Referring now to FIG. 2, an exemplary process is demonstrated in reference to two users 22, 24, with a first user 22 verifying identity using one or more ZKPs and multifactor authentication, and a second user 24 receiving a confidence level as to the authenticity of the first user 22. In the present example, the first user 22 requests access to some aspect of the communication platform (e.g., access to a virtual meeting). The request is processed by a server 26, which responds with a request for credentials. The first user 22 responds with credentials, such as a login or password that can be encrypted with one or more post-quantum secure keys. Using multi-factor authentication, the server 26 responds with a request for entry of a private key. Although demonstrated as an out-of-band request (e.g., to a mobile device 28 of the first user 22), it is contemplated that the private key request could be in-band (e.g., using the same communication channel as the credential communications). In effect, the communication of the private key can be encrypted or otherwise secure, such that the response by the first user 22 with the private key is post-quantum secure (e.g., including a zero-knowledge proof of the same).
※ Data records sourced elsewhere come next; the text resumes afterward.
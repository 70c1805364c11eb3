//! `${item.x}` / `${timeline.x}` placeholder expansion

use regex::{Captures, Regex};
use serde_json::Value;
use std::sync::OnceLock;

static PLACEHOLDER: OnceLock<Regex> = OnceLock::new();

fn placeholder() -> &'static Regex {
    PLACEHOLDER.get_or_init(|| {
        Regex::new(r"\$\{(item|timeline)((?:\.[A-Za-z0-9_-]+)+)\}")
            .expect("placeholder pattern is valid")
    })
}

/// Values available to a template
#[derive(Debug, Clone, Default)]
pub struct TemplateContext {
    pub item: Option<Value>,
    pub timeline: Value,
}

impl TemplateContext {
    fn root(&self, name: &str) -> Option<&Value> {
        match name {
            "item" => self.item.as_ref(),
            "timeline" => Some(&self.timeline),
            _ => None,
        }
    }
}

/// Follows a dotted path through objects (and arrays by index)
fn lookup<'a>(root: &'a Value, path: &str) -> Option<&'a Value> {
    path.split('.')
        .filter(|s| !s.is_empty())
        .try_fold(root, |value, segment| match value {
            Value::Object(map) => map.get(segment),
            Value::Array(list) => segment.parse::<usize>().ok().and_then(|i| list.get(i)),
            _ => None,
        })
}

fn display(value: &Value) -> String {
    match value {
        Value::String(s) => s.clone(),
        Value::Null => String::new(),
        other => other.to_string(),
    }
}

/// Substitutes every resolvable placeholder; unknown paths stay verbatim
pub fn render(template: &str, context: &TemplateContext) -> String {
    placeholder()
        .replace_all(template, |caps: &Captures| {
            let resolved = context
                .root(&caps[1])
                .and_then(|root| lookup(root, &caps[2]));
            match resolved {
                Some(value) => display(value),
                None => caps[0].to_string(),
            }
        })
        .into_owned()
}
The multi-factor authentication demonstrated in FIG. 2 is merely exemplary and non-limiting. For example, while an alphanumeric code may be communicated to the mobile device 28 for entry into the computer 30 of the first user 22, other authentication methods can be employed. For example, the credentials and/or the private key could be a voice message of particular words or phrases that the first user 22 records or streams, with the private key being a request from the server 26 to the first user 22 rather than providing the private key. In either example, a post-quantum secure proof is provided by the prover (the first user 22).

The server 26, which while demonstrated as a separate module, may be common to the validator 16 and communicate verification and validation requests to the validator 16 to confirm the authenticity of the ZKP and verify. The validator 16 then verifies the ZKP by comparing the ZKP to authorized user data. For example, using PKI, the validator 16 can verify the proof by solving the ZKP with existing pre-stored user information stored in a database 12 accessible only by a certified authority. In this way, the validators 16 may operate as a certificate authority for and issue digital certificates under a PKI model using key pair generation. Most notably, such certificates can be post-quantum secure using ZK-STARKS. In addition to verification, the validators 16 are further configured to validate the ZKP on a blockchain 20 that utilizes consensus mechanisms to validate transactions (e.g., user authentication).

While any given authentication method (e.g., mode of providing and/or verifying the ZKPs) may operate as a binary, yes/no authentication, because multiple data streams can be utilized to verify identity, an overall confidence level, or score, can be generated by the authentication system 10 and communicated to other users regarding the authenticity of the first user 22. For example, while a geo-locating verification may place the first user 22 in Canada, the first user 22's LinkedIn® page may indicate a work or home location of Japan (thereby not meeting a verification). However, the audio signature of the first user 22 may be a match. In this case, different data streams may be weighted more heavily than others. Accordingly, the authentication system 10 can amalgamate the verification modes and generate a confidence level that the purported user is, in fact, the first user 22. The processing of different verifications may be executed on the server 26, another server, the individual end nodes (e.g., mobile device 28 or computers 30 of the users), the validators 16, or any other control device of the authentication system 10.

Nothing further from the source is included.